Dataset entries
++++
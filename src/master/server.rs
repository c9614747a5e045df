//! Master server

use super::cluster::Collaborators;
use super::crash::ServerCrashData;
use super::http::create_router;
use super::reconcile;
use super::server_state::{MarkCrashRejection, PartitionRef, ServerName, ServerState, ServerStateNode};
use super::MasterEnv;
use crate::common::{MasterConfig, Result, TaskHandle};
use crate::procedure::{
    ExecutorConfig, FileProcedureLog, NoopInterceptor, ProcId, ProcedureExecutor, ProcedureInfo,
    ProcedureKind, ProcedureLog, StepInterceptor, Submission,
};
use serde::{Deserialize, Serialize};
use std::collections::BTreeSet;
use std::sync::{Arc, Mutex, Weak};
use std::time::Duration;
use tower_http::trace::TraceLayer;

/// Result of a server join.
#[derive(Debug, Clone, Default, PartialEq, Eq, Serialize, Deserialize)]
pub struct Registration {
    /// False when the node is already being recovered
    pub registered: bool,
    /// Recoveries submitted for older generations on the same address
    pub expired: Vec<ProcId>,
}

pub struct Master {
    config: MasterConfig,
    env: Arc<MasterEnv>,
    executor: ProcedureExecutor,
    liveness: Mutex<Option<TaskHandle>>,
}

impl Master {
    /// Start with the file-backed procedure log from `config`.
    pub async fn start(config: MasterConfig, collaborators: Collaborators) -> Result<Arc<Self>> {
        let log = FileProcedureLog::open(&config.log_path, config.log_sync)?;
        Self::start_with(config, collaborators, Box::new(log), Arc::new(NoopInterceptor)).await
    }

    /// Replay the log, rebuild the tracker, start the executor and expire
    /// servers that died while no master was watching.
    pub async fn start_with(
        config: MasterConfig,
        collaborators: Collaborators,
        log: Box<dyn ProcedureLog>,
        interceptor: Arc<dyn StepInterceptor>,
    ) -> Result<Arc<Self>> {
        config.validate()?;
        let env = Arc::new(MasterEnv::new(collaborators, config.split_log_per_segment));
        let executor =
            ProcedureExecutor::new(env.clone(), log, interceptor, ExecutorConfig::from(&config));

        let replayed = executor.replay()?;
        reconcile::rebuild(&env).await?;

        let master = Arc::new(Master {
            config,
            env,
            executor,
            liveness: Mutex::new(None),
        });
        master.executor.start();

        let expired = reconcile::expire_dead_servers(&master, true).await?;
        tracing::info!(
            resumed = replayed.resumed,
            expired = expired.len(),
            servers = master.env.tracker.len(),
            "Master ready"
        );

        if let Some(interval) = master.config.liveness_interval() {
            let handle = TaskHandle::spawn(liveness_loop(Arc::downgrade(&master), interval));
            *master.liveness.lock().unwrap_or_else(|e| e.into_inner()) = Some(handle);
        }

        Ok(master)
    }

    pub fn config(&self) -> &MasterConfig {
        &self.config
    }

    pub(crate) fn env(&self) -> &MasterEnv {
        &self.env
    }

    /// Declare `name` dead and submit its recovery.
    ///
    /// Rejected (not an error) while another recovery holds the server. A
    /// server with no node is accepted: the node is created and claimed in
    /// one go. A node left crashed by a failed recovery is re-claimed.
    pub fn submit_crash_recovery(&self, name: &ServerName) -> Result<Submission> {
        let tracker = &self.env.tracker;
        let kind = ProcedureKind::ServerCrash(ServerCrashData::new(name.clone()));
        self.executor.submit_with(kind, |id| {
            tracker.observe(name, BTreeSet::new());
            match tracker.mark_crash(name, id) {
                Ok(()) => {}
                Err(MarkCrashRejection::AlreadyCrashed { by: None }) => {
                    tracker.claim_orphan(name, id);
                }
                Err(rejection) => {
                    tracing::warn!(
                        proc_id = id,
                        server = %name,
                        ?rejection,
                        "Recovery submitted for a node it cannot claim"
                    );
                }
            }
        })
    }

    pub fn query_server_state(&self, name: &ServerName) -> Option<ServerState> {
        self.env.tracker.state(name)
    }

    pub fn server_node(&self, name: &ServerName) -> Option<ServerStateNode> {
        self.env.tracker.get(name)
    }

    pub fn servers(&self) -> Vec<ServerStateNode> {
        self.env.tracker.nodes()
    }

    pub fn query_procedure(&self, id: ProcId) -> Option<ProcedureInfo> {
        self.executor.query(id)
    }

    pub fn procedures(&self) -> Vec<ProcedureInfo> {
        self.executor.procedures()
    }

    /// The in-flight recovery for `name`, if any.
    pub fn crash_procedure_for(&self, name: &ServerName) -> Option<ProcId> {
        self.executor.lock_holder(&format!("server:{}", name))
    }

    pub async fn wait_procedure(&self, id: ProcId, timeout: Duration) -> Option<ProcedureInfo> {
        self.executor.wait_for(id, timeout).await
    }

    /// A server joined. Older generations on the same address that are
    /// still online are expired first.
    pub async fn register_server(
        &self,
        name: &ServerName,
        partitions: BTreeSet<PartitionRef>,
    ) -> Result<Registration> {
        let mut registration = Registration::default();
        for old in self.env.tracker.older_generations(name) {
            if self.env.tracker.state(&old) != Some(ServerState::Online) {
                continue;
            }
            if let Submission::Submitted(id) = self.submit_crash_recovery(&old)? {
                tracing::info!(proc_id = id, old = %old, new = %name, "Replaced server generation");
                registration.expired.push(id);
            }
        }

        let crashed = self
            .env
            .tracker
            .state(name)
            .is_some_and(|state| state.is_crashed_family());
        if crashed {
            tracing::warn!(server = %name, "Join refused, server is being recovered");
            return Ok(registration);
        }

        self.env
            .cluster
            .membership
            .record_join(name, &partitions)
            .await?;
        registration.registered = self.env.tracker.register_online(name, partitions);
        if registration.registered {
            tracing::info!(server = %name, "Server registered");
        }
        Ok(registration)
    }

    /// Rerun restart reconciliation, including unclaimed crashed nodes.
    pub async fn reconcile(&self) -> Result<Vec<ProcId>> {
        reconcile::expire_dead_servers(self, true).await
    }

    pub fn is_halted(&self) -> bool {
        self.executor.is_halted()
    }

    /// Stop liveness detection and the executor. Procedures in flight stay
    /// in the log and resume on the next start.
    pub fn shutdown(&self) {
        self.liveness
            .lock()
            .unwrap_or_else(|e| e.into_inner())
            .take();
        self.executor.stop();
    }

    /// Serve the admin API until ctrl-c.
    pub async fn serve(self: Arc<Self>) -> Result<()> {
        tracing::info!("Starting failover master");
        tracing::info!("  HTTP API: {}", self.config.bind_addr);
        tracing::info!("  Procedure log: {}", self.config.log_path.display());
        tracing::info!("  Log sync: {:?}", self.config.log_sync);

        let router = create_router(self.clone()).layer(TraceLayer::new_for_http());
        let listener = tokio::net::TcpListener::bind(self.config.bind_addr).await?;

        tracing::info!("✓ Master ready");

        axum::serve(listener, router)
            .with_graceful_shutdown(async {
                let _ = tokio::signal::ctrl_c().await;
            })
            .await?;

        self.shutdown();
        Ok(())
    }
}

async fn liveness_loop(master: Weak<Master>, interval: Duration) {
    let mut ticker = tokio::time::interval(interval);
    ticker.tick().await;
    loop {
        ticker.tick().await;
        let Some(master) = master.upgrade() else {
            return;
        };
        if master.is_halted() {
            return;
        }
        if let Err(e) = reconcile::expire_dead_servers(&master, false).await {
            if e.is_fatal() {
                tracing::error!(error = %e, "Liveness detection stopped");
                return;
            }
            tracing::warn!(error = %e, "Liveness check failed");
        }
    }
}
++++
__BRIEF__.
Word for word, quote all of the data above.

__YOUR RESPONSE__.
filename src/master/server.rs
repository c9614747a5e045df
//! Master server

use super::cluster::Collaborators;
use super::crash::ServerCrashData;
use super::http::create_router;
use super::reconcile;
use super::server_state::{MarkCrashRejection, PartitionRef, ServerName, ServerState, ServerStateNode};
use super::MasterEnv;
use crate::common::{MasterConfig, Result, TaskHandle};
use crate::procedure::{
    ExecutorConfig, FileProcedureLog, NoopInterceptor, ProcId, ProcedureExecutor, ProcedureInfo,
    ProcedureKind, ProcedureLog, StepInterceptor, Submission,
};
use serde::{Deserialize, Serialize};
use std::collections::BTreeSet;
use std::sync::{Arc, Mutex, Weak};
use std::time::Duration;
use tower_http::trace::TraceLayer;

/// Result of a server join.
#[derive(Debug, Clone, Default, PartialEq, Eq, Serialize, Deserialize)]
pub struct Registration {
    /// False when the node is already being recovered
    pub registered: bool,
    /// Recoveries submitted for older generations on the same address
    pub expired: Vec<ProcId>,
}

pub struct Master {
    config: MasterConfig,
    env: Arc<MasterEnv>,
    executor: ProcedureExecutor,
    liveness: Mutex<Option<TaskHandle>>,
}

impl Master {
    /// Start with the file-backed procedure log from `config`.
    pub async fn start(config: MasterConfig, collaborators: Collaborators) -> Result<Arc<Self>> {
        let log = FileProcedureLog::open(&config.log_path, config.log_sync)?;
        Self::start_with(config, collaborators, Box::new(log), Arc::new(NoopInterceptor)).await
    }

    /// Replay the log, rebuild the tracker, start the executor and expire
    /// servers that died while no master was watching.
    pub async fn start_with(
        config: MasterConfig,
        collaborators: Collaborators,
        log: Box<dyn ProcedureLog>,
        interceptor: Arc<dyn StepInterceptor>,
    ) -> Result<Arc<Self>> {
        config.validate()?;
        let env = Arc::new(MasterEnv::new(collaborators, config.split_log_per_segment));
        let executor =
            ProcedureExecutor::new(env.clone(), log, interceptor, ExecutorConfig::from(&config));

        let replayed = executor.replay()?;
        reconcile::rebuild(&env).await?;

        let master = Arc::new(Master {
            config,
            env,
            executor,
            liveness: Mutex::new(None),
        });
        master.executor.start();

        let expired = reconcile::expire_dead_servers(&master, true).await?;
        tracing::info!(
            resumed = replayed.resumed,
            expired = expired.len(),
            servers = master.env.tracker.len(),
            "Master ready"
        );

        if let Some(interval) = master.config.liveness_interval() {
            let handle = TaskHandle::spawn(liveness_loop(Arc::downgrade(&master), interval));
            *master.liveness.lock().unwrap_or_else(|e| e.into_inner()) = Some(handle);
        }

        Ok(master)
    }

    pub fn config(&self) -> &MasterConfig {
        &self.config
    }

    pub(crate) fn env(&self) -> &MasterEnv {
        &self.env
    }

    /// Declare `name` dead and submit its recovery.
    ///
    /// Rejected (not an error) while another recovery holds the server. A
    /// server with no node is accepted: the node is created and claimed in
    /// one go. A node left crashed by a failed recovery is re-claimed.
    pub fn submit_crash_recovery(&self, name: &ServerName) -> Result<Submission> {
        let tracker = &self.env.tracker;
        let kind = ProcedureKind::ServerCrash(ServerCrashData::new(name.clone()));
        self.executor.submit_with(kind, |id| {
            tracker.observe(name, BTreeSet::new());
            match tracker.mark_crash(name, id) {
                Ok(()) => {}
                Err(MarkCrashRejection::AlreadyCrashed { by: None }) => {
                    tracker.claim_orphan(name, id);
                }
                Err(rejection) => {
                    tracing::warn!(
                        proc_id = id,
                        server = %name,
                        ?rejection,
                        "Recovery submitted for a node it cannot claim"
                    );
                }
            }
        })
    }

    pub fn query_server_state(&self, name: &ServerName) -> Option<ServerState> {
        self.env.tracker.state(name)
    }

    pub fn server_node(&self, name: &ServerName) -> Option<ServerStateNode> {
        self.env.tracker.get(name)
    }

    pub fn servers(&self) -> Vec<ServerStateNode> {
        self.env.tracker.nodes()
    }

    pub fn query_procedure(&self, id: ProcId) -> Option<ProcedureInfo> {
        self.executor.query(id)
    }

    pub fn procedures(&self) -> Vec<ProcedureInfo> {
        self.executor.procedures()
    }

    /// The in-flight recovery for `name`, if any.
    pub fn crash_procedure_for(&self, name: &ServerName) -> Option<ProcId> {
        self.executor.lock_holder(&format!("server:{}", name))
    }

    pub async fn wait_procedure(&self, id: ProcId, timeout: Duration) -> Option<ProcedureInfo> {
        self.executor.wait_for(id, timeout).await
    }

    /// A server joined. Older generations on the same address that are
    /// still online are expired first.
    pub async fn register_server(
        &self,
        name: &ServerName,
        partitions: BTreeSet<PartitionRef>,
    ) -> Result<Registration> {
        let mut registration = Registration::default();
        for old in self.env.tracker.older_generations(name) {
            if self.env.tracker.state(&old) != Some(ServerState::Online) {
                continue;
            }
            if let Submission::Submitted(id) = self.submit_crash_recovery(&old)? {
                tracing::info!(proc_id = id, old = %old, new = %name, "Replaced server generation");
                registration.expired.push(id);
            }
        }

        let crashed = self
            .env
            .tracker
            .state(name)
            .is_some_and(|state| state.is_crashed_family());
        if crashed {
            tracing::warn!(server = %name, "Join refused, server is being recovered");
            return Ok(registration);
        }

        self.env
            .cluster
            .membership
            .record_join(name, &partitions)
            .await?;
        registration.registered = self.env.tracker.register_online(name, partitions);
        if registration.registered {
            tracing::info!(server = %name, "Server registered");
        }
        Ok(registration)
    }

    /// Rerun restart reconciliation, including unclaimed crashed nodes.
    pub async fn reconcile(&self) -> Result<Vec<ProcId>> {
        reconcile::expire_dead_servers(self, true).await
    }

    pub fn is_halted(&self) -> bool {
        self.executor.is_halted()
    }

    /// Stop liveness detection and the executor. Procedures in flight stay
    /// in the log and resume on the next start.
    pub fn shutdown(&self) {
        self.liveness
            .lock()
            .unwrap_or_else(|e| e.into_inner())
            .take();
        self.executor.stop();
    }

    /// Serve the admin API until ctrl-c.
    pub async fn serve(self: Arc<Self>) -> Result<()> {
        tracing::info!("Starting failover master");
        tracing::info!("  HTTP API: {}", self.config.bind_addr);
        tracing::info!("  Procedure log: {}", self.config.log_path.display());
        tracing::info!("  Log sync: {:?}", self.config.log_sync);

        let router = create_router(self.clone()).layer(TraceLayer::new_for_http());
        let listener = tokio::net::TcpListener::bind(self.config.bind_addr).await?;

        tracing::info!("✓ Master ready");

        axum::serve(listener, router)
            .with_graceful_shutdown(async {
                let _ = tokio::signal::ctrl_c().await;
            })
            .await?;

        self.shutdown();
        Ok(())
    }
}

async fn liveness_loop(master: Weak<Master>, interval: Duration) {
    let mut ticker = tokio::time::interval(interval);
    ticker.tick().await;
    loop {
        ticker.tick().await;
        let Some(master) = master.upgrade() else {
            return;
        };
        if master.is_halted() {
            return;
        }
        if let Err(e) = reconcile::expire_dead_servers(&master, false).await {
            if e.is_fatal() {
                tracing::error!(error = %e, "Liveness detection stopped");
                return;
            }
            tracing::warn!(error = %e, "Liveness check failed");
        }
    }
}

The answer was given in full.